A alta dos preços do milho já tem levado à paralisação de usinas de etanol, levando o USDA a reduzir as estimativas de utilização do cereal para essa finalidade. O problema é que a redução do milho para essa finalidade tem um piso, pois as empresas de combustíveis precisam combinar 13 bilhões de galões de etanol à gasolina em 2012, como determinado pelo “Padrão de Energia Renovável-PER”, programa criado para adequação à Lei de Política Energética de 2005. Por causa da seca, conforme o Financial Times reportou no último dia 30 de julho, uma coalizão de produtores de carne bovina, suína, de frango e laticínios levaram petição formal à Agência de Proteção Ambiental (APA), que administra a questão do etanol e tem competência para se pronunciar sobre o assunto de renúncia, total ou parcial, do PER para os próximos 12 meses. A ideia é que a renúncia da necessidade de produção de tamanha quantidade de etanol aumentaria a disponibilidade de milho para outros fins, como produção de ração, e levaria a uma queda nos preços. Acontece que a APA já negou pedido similar ao estado do Texas, quando os preços dos grãos aumentaram consideravelmente em 2008, e a expectativa é que negue novamente.

A situação que estamos acompanhando se constitui em crise ou desastre para alguns, enquanto que, para outros, surge como oportunidade. No informe CIMilho intitulado “As oportunidades estão na mesa, mas a concorrência também”, discutiram-se os principais candidatos que podem preencher os espaços deixados pelo diminuição da participação dos EUA no comércio internacional de milho. Nesse sentido, a atual seca naquele país é uma grande oportunidade de angariar mercados. Três players merecem destaque nessa “disputa”: Argentina; Ucrânia; e Brasil.

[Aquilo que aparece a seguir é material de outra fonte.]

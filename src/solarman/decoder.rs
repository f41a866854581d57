use crate::error::TransportError;
use crate::solarman::frame::{MIN_FRAME_LEN, START};

use bytes::{Buf, Bytes, BytesMut};
use log::debug;
use tokio_util::codec::Decoder;

pub const MAX_BUFFER_SIZE: usize = 65536;

/// Splits a logger byte stream into whole V5 frames.
///
/// Only the start byte and the length field are looked at here; everything
/// else is checked by `FrameCodec::decode` so that malformed frames surface
/// as frame errors instead of being skipped silently.
#[derive(Default)]
pub struct V5FrameDecoder;

impl V5FrameDecoder {
    pub fn new() -> Self {
        Self
    }
}

impl Decoder for V5FrameDecoder {
    type Item = Bytes;
    type Error = TransportError;

    fn decode(&mut self, src: &mut BytesMut) -> Result<Option<Self::Item>, Self::Error> {
        if src.len() > MAX_BUFFER_SIZE {
            return Err(TransportError::BufferOverflow(src.len()));
        }

        match src.iter().position(|b| *b == START) {
            Some(0) => {}
            Some(n) => {
                debug!("skipping {} bytes before frame start", n);
                src.advance(n);
            }
            None => {
                if !src.is_empty() {
                    debug!("skipping {} bytes with no frame start", src.len());
                    src.clear();
                }
                return Ok(None);
            }
        }

        if src.len() < 3 {
            return Ok(None);
        }

        let frame_len = MIN_FRAME_LEN + usize::from(u16::from_le_bytes([src[1], src[2]]));
        if src.len() < frame_len {
            src.reserve(frame_len - src.len());
            return Ok(None);
        }

        Ok(Some(src.split_to(frame_len).freeze()))
    }
}

#[cfg(test)]
mod tests {
    use super::*;
    use crate::solarman::frame::{ControlCode, V5Frame};

    fn frame(sequence: u16) -> Vec<u8> {
        V5Frame::new(ControlCode::Response, sequence, 42, vec![0x02; 16]).encode()
    }

    #[test]
    fn splits_back_to_back_frames() {
        let mut decoder = V5FrameDecoder::new();
        let mut buf = BytesMut::new();
        buf.extend_from_slice(&frame(1));
        buf.extend_from_slice(&frame(2));

        assert_eq!(decoder.decode(&mut buf).unwrap().unwrap().as_ref(), frame(1).as_slice());
        assert_eq!(decoder.decode(&mut buf).unwrap().unwrap().as_ref(), frame(2).as_slice());
        assert!(decoder.decode(&mut buf).unwrap().is_none());
        assert!(buf.is_empty());
    }

    #[test]
    fn waits_for_partial_frame() {
        let mut decoder = V5FrameDecoder::new();
        let whole = frame(1);
        let mut buf = BytesMut::from(&whole[..10]);
        assert!(decoder.decode(&mut buf).unwrap().is_none());
        buf.extend_from_slice(&whole[10..]);
        assert_eq!(decoder.decode(&mut buf).unwrap().unwrap().as_ref(), whole.as_slice());
    }

    #[test]
    fn skips_leading_garbage() {
        let mut decoder = V5FrameDecoder::new();
        let mut buf = BytesMut::from(&[0x00, 0x11, 0x22][..]);
        buf.extend_from_slice(&frame(3));
        assert_eq!(decoder.decode(&mut buf).unwrap().unwrap().as_ref(), frame(3).as_slice());

        let mut buf = BytesMut::from(&[0x00, 0x11][..]);
        assert!(decoder.decode(&mut buf).unwrap().is_none());
        assert!(buf.is_empty());
    }

    #[test]
    fn refuses_oversized_buffer() {
        let mut decoder = V5FrameDecoder::new();
        let mut buf = BytesMut::from(&vec![START; MAX_BUFFER_SIZE + 1][..]);
        assert!(matches!(
            decoder.decode(&mut buf),
            Err(TransportError::BufferOverflow(_))
        ));
    }
}
use crate::error::PlanError;
use crate::register::RegisterSpec;

use std::cmp::Reverse;

/// Largest register count a single Modbus read may request.
pub const MODBUS_MAX_READ: u16 = 125;
/// Block size used when the configuration does not say otherwise.
pub const DEFAULT_MAX_BLOCK_SIZE: u16 = 123;

/// One contiguous read `[start, start + count)` and the registers it serves.
#[derive(Clone, Debug, PartialEq, Eq)]
pub struct ReadBlock {
    pub start: u16,
    pub count: u16,
    pub registers: Vec<RegisterSpec>,
}

impl ReadBlock {
    fn open(spec: &RegisterSpec) -> Self {
        Self {
            start: spec.address,
            count: spec.width,
            registers: vec![spec.clone()],
        }
    }

    /// One past the last address covered.
    pub fn end(&self) -> u32 {
        u32::from(self.start) + u32::from(self.count)
    }
}

pub struct RegisterPlanner;

impl RegisterPlanner {
    /// Group `registers` into the fewest contiguous reads of at most
    /// `max_block_size` words each.
    ///
    /// Greedy sweep in address order: a register joins the open block while
    /// the block's span including it stays within `max_block_size`,
    /// otherwise the block is closed and a new one starts at the register.
    /// The result only depends on the input set, so it can be cached.
    pub fn plan(registers: &[RegisterSpec], max_block_size: u16) -> Result<Vec<ReadBlock>, PlanError> {
        if max_block_size == 0 {
            return Err(PlanError::ZeroBlockSize);
        }

        let mut sorted: Vec<&RegisterSpec> = registers.iter().collect();
        // wider first at equal addresses so narrower aliases land in the same block
        sorted.sort_by_key(|r| (r.address, Reverse(r.width)));

        let mut blocks: Vec<ReadBlock> = Vec::new();
        for spec in sorted {
            if spec.width > max_block_size {
                return Err(PlanError::WiderThanBlock {
                    name: spec.name.clone(),
                    width: spec.width,
                    max: max_block_size,
                });
            }
            if spec.end() > 0x1_0000 {
                return Err(PlanError::AddressOverflow {
                    name: spec.name.clone(),
                    address: spec.address,
                });
            }

            match blocks.last_mut() {
                Some(block) if spec.end() - u32::from(block.start) <= u32::from(max_block_size) => {
                    let end = block.end().max(spec.end());
                    block.count = (end - u32::from(block.start)) as u16;
                    block.registers.push(spec.clone());
                }
                Some(block) if u32::from(spec.address) < block.end() => {
                    return Err(PlanError::Straddles {
                        name: spec.name.clone(),
                    });
                }
                _ => blocks.push(ReadBlock::open(spec)),
            }
        }

        Ok(blocks)
    }
}
#![allow(dead_code)]

use solarman_bridge::error::TransportError;
use solarman_bridge::register::{Catalog, RegisterSet, RegisterSpec, ValueKind, WordOrder};
use solarman_bridge::solarman::decoder::V5FrameDecoder;
use solarman_bridge::solarman::frame::{ControlCode, FrameCodec, V5Frame};
use solarman_bridge::solarman::modbus::{encode_exception_response, encode_read_response, ReadFunction, ReadRequest};
use solarman_bridge::solarman::session::SessionConfig;
use solarman_bridge::solarman::transport::Connector;

use async_trait::async_trait;
use bytes::BytesMut;
use std::collections::{HashMap, VecDeque};
use std::sync::atomic::{AtomicUsize, Ordering};
use std::sync::{Arc, Mutex};
use std::time::Duration;
use tokio::io::{AsyncRead, AsyncReadExt, AsyncWrite, AsyncWriteExt, DuplexStream};
use tokio_util::codec::Decoder;

pub const SERIAL: u32 = 2_712_345_678;
pub const SLAVE_ID: u8 = 1;

pub fn common_setup() {
    let _ = env_logger::builder().is_test(true).try_init();
}

/// What the fake logger does with the next request it receives.
#[derive(Clone, Debug)]
pub enum Reply {
    Normal,
    Exception(u8),
    /// Read the request and never answer.
    Silence,
    /// Close the connection instead of answering.
    Hangup,
    /// Answer with a broken Modbus CRC.
    CorruptCrc,
    /// Send a response for an older sequence first, then the right one.
    StaleFirst,
    /// Send a heartbeat before the answer.
    HeartbeatFirst,
}

#[derive(Default)]
struct LoggerState {
    registers: HashMap<u16, u16>,
    script: VecDeque<Reply>,
    requests: Vec<(u16, ReadFunction, u16, u16)>,
    frames_from_client: Vec<u16>,
}

/// Plays the logger side of a session over an in-memory duplex pipe.
#[derive(Clone, Default)]
pub struct FakeLogger {
    state: Arc<Mutex<LoggerState>>,
}

impl FakeLogger {
    pub fn new() -> Self {
        Self::default()
    }

    pub fn set_register(&self, address: u16, value: u16) {
        self.state.lock().unwrap().registers.insert(address, value);
    }

    pub fn set_registers(&self, values: &[(u16, u16)]) {
        for (address, value) in values {
            self.set_register(*address, *value);
        }
    }

    /// Queue replies for the following requests. Once the queue is empty
    /// every request gets `Reply::Normal`.
    pub fn script(&self, replies: &[Reply]) {
        self.state.lock().unwrap().script.extend(replies.iter().cloned());
    }

    /// `(sequence, function, start, count)` of every request seen so far.
    pub fn requests(&self) -> Vec<(u16, ReadFunction, u16, u16)> {
        self.state.lock().unwrap().requests.clone()
    }

    /// Control codes of every frame the client sent.
    pub fn frames_from_client(&self) -> Vec<u16> {
        self.state.lock().unwrap().frames_from_client.clone()
    }

    pub async fn serve<S: AsyncRead + AsyncWrite + Unpin>(self, mut stream: S) {
        let codec = FrameCodec::new(SERIAL);
        let mut decoder = V5FrameDecoder::new();
        let mut buf = BytesMut::new();

        loop {
            while let Ok(Some(bytes)) = decoder.decode(&mut buf) {
                let frame = match codec.decode(&bytes) {
                    Ok(frame) => frame,
                    Err(_) => continue,
                };
                self.state.lock().unwrap().frames_from_client.push(frame.control);

                let (sequence, modbus) = match codec.unwrap_request(&bytes) {
                    Ok(r) => r,
                    Err(_) => continue,
                };
                let request = match ReadRequest::decode(&modbus) {
                    Ok(r) => r,
                    Err(_) => continue,
                };

                let reply = {
                    let mut state = self.state.lock().unwrap();
                    state
                        .requests
                        .push((sequence, request.function, request.start, request.count));
                    state.script.pop_front().unwrap_or(Reply::Normal)
                };

                let normal = codec.wrap_response(sequence, &self.words_for(&request));
                let out = match reply {
                    Reply::Normal => normal,
                    Reply::Exception(code) => {
                        codec.wrap_response(sequence, &encode_exception_response(SLAVE_ID, request.function, code))
                    }
                    Reply::Silence => continue,
                    Reply::Hangup => return,
                    Reply::CorruptCrc => {
                        let mut modbus = self.words_for(&request);
                        let last = modbus.len() - 1;
                        modbus[last] ^= 0xFF;
                        codec.wrap_response(sequence, &modbus)
                    }
                    Reply::StaleFirst => {
                        let mut out = codec.wrap_response(sequence.wrapping_sub(1), &self.words_for(&request));
                        out.extend(normal);
                        out
                    }
                    Reply::HeartbeatFirst => {
                        let mut out = V5Frame::new(ControlCode::Heartbeat, 0x0100, SERIAL, vec![0x00]).encode();
                        out.extend(normal);
                        out
                    }
                };

                if stream.write_all(&out).await.is_err() {
                    return;
                }
            }

            match stream.read_buf(&mut buf).await {
                Ok(0) | Err(_) => return,
                Ok(_) => {}
            }
        }
    }

    fn words_for(&self, request: &ReadRequest) -> Vec<u8> {
        let state = self.state.lock().unwrap();
        let words: Vec<u16> = (request.start..request.start + request.count)
            .map(|a| state.registers.get(&a).copied().unwrap_or(0))
            .collect();
        encode_read_response(SLAVE_ID, request.function, &words)
    }
}

/// Hands out in-memory streams served by a `FakeLogger`.
#[derive(Clone)]
pub struct DuplexConnector {
    pub logger: FakeLogger,
    failures: Arc<AtomicUsize>,
    connects: Arc<Mutex<Vec<tokio::time::Instant>>>,
}

impl DuplexConnector {
    pub fn new(logger: FakeLogger) -> Self {
        Self {
            logger,
            failures: Arc::new(AtomicUsize::new(0)),
            connects: Arc::new(Mutex::new(Vec::new())),
        }
    }

    /// Refuse the next `n` connection attempts.
    pub fn fail_next(&self, n: usize) {
        self.failures.store(n, Ordering::SeqCst);
    }

    pub fn attempts(&self) -> usize {
        self.connects.lock().unwrap().len()
    }

    /// Time between consecutive connection attempts.
    pub fn gaps(&self) -> Vec<Duration> {
        let times = self.connects.lock().unwrap();
        times.windows(2).map(|w| w[1] - w[0]).collect()
    }
}

#[async_trait]
impl Connector for DuplexConnector {
    type Stream = DuplexStream;

    async fn connect(&self) -> Result<DuplexStream, TransportError> {
        self.connects.lock().unwrap().push(tokio::time::Instant::now());
        let refuse = self
            .failures
            .fetch_update(Ordering::SeqCst, Ordering::SeqCst, |n| n.checked_sub(1))
            .is_ok();
        if refuse {
            return Err(TransportError::Connect {
                addr: self.peer(),
                source: std::io::Error::new(std::io::ErrorKind::ConnectionRefused, "refused"),
            });
        }

        let (client, server) = tokio::io::duplex(8192);
        tokio::spawn(self.logger.clone().serve(server));
        Ok(client)
    }

    fn peer(&self) -> String {
        "fake-logger".to_string()
    }
}

pub struct Factory;

impl Factory {
    pub fn session_config() -> SessionConfig {
        SessionConfig {
            slave_id: SLAVE_ID,
            poll_interval: Duration::from_millis(50),
            read_timeout: Duration::from_millis(300),
            write_timeout: Duration::from_millis(300),
            backoff_initial: Duration::from_millis(10),
            backoff_max: Duration::from_millis(40),
            ..SessionConfig::new(SERIAL)
        }
    }

    /// Two polling registers next to each other, one read.
    pub fn small_catalog() -> Catalog {
        Catalog {
            sets: vec![RegisterSet::new(
                Catalog::POLLING,
                ReadFunction::ReadHolding,
                vec![
                    RegisterSpec::new("Battery SOC", 3, ValueKind::Unsigned),
                    RegisterSpec::new("Battery Voltage", 4, ValueKind::scaled(100)),
                ],
            )],
        }
    }

    /// A polling set that needs two reads with a block size of 10, plus
    /// device info and configuration sets.
    pub fn split_catalog() -> Catalog {
        Catalog {
            sets: vec![
                RegisterSet::new(
                    Catalog::POLLING,
                    ReadFunction::ReadHolding,
                    vec![
                        RegisterSpec::new("Grid Power", 0, ValueKind::Signed),
                        RegisterSpec::new("Total PV Energy", 2, ValueKind::scaled(10)).double(WordOrder::LowFirst),
                        RegisterSpec::new("Battery SOC", 40, ValueKind::Unsigned),
                    ],
                ),
                RegisterSet::new(
                    Catalog::DEVICE_INFO,
                    ReadFunction::ReadInput,
                    vec![
                        RegisterSpec::new("Device Type", 100, ValueKind::labels(&[(3, "Single-phase Hybrid")])),
                        RegisterSpec::new("Firmware Major", 101, ValueKind::Unsigned),
                        RegisterSpec::new("Firmware Minor", 102, ValueKind::Unsigned),
                        RegisterSpec::new("Firmware Patch", 103, ValueKind::Unsigned),
                    ],
                ),
                RegisterSet::new(
                    Catalog::CONFIGURATION,
                    ReadFunction::ReadHolding,
                    vec![RegisterSpec::new(
                        "Work mode",
                        142,
                        ValueKind::labels(&[(0, "Selling first"), (1, "Zero export to load")]),
                    )],
                ),
            ],
        }
    }

    pub fn split_session_config() -> SessionConfig {
        SessionConfig {
            max_block_size: 10,
            ..Self::session_config()
        }
    }
}

/// Poll `condition` every few milliseconds until it holds or a second passes.
pub async fn eventually(mut condition: impl FnMut() -> bool) -> bool {
    let deadline = tokio::time::Instant::now() + Duration::from_secs(1);
    while tokio::time::Instant::now() < deadline {
        if condition() {
            return true;
        }
        tokio::time::sleep(Duration::from_millis(5)).await;
    }
    condition()
}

A Argentina teve suas ambições frustradas na última safra de verão, cuja estiagem derrubou a produção em mais de 30 %. Como agora nos EUA, o país tinha expectativa de produzir uma safra recorde de milho, mas a seca levou a uma produção inferior à do ano anterior. Assim, a Argentina não possui excedentes para aproveitar o momento e o máximo que pode fazer é incentivar o aumento do plantio na próxima safra. A Ucrânia também passou por um período de estiagem recentemente, o que levou o país a reduzir em mais de 20 % as projeções relativas à produção total de grãos. Entretanto, ao contrário dos Estados Unidos, as lavouras de milho, a princípio, não foram prejudicadas. Apesar de poder passar incólume pela seca, a produção ucraniana de milho não deve ser muito superior à do ano anterior; assim, não haverá disponibilidade do grão para o país aproveitar a oportunidade. Os produtores de milho no Brasil podem ser considerados os grandes vencedores dessa "disputa": o país providencialmente colherá uma safra recorde do grão. Se, antes, havia motivo de apreensão sobre como escoar tamanha quantidade de milho, agora falta infraestrutura para tanta demanda de importação.



Situação Interna

No levantamento de safra do mês de julho realizado pela Companhia Nacional de Abastecimento (Conab), a produção brasileira de milho em 2011-2012 alcançará 69,5 milhões de toneladas. Número que poderá ser revisado para cima no levantamento de agosto, superando assim o patamar de 70 milhões de toneladas. A pergunta para a qual não havia resposta definitiva até junho era “o que fazer com o excedente de milho?”. Uma diferença superior a 12 milhões de toneladas em relação à safra anterior jamais seria absorvida internamente. Exportar seria a única solução. Mas como fazer isso, quando o maior produtor e exportador mundial projetava uma safra recorde de 376 milhões de toneladas? A resposta veio dos céus, com a maior seca que os Estados Unidos já presenciaram desde 1956. Como resultado, as projeções de baixa nos preços se transformaram em altas no transcorrer do mês de julho, em decorrência da demanda externa. Na Bolsa de Mercadorias & Futuros (BM&FBovespa), os contratos para setembro de 2012 fecharam no dia 2 julho a R$ 24,97, enquanto que no fechamento do dia 30 os mesmos já estavam em R$ 35,61, um aumento de 42,6 %. Nesse novo cenário, a expectativa é que o Brasil exporte até o final do ano 15 milhões de toneladas e só não embarcará mais milho para o exterior por dificuldades logísticas históricas relativas ao transporte, ao armazenamento e à infraestrutura portuária. Entretanto, mesmo a atual projeção de exportação deve se constituir em um grande desafio, pois, para atingir esse montante, há a necessidade de se exportar 2 milhões de toneladas por mês até o final do ano. Tal valor é superior ao recorde de milho embarcado em um único mês, 1,93 milhão de toneladas, registrado em setembro de 2010.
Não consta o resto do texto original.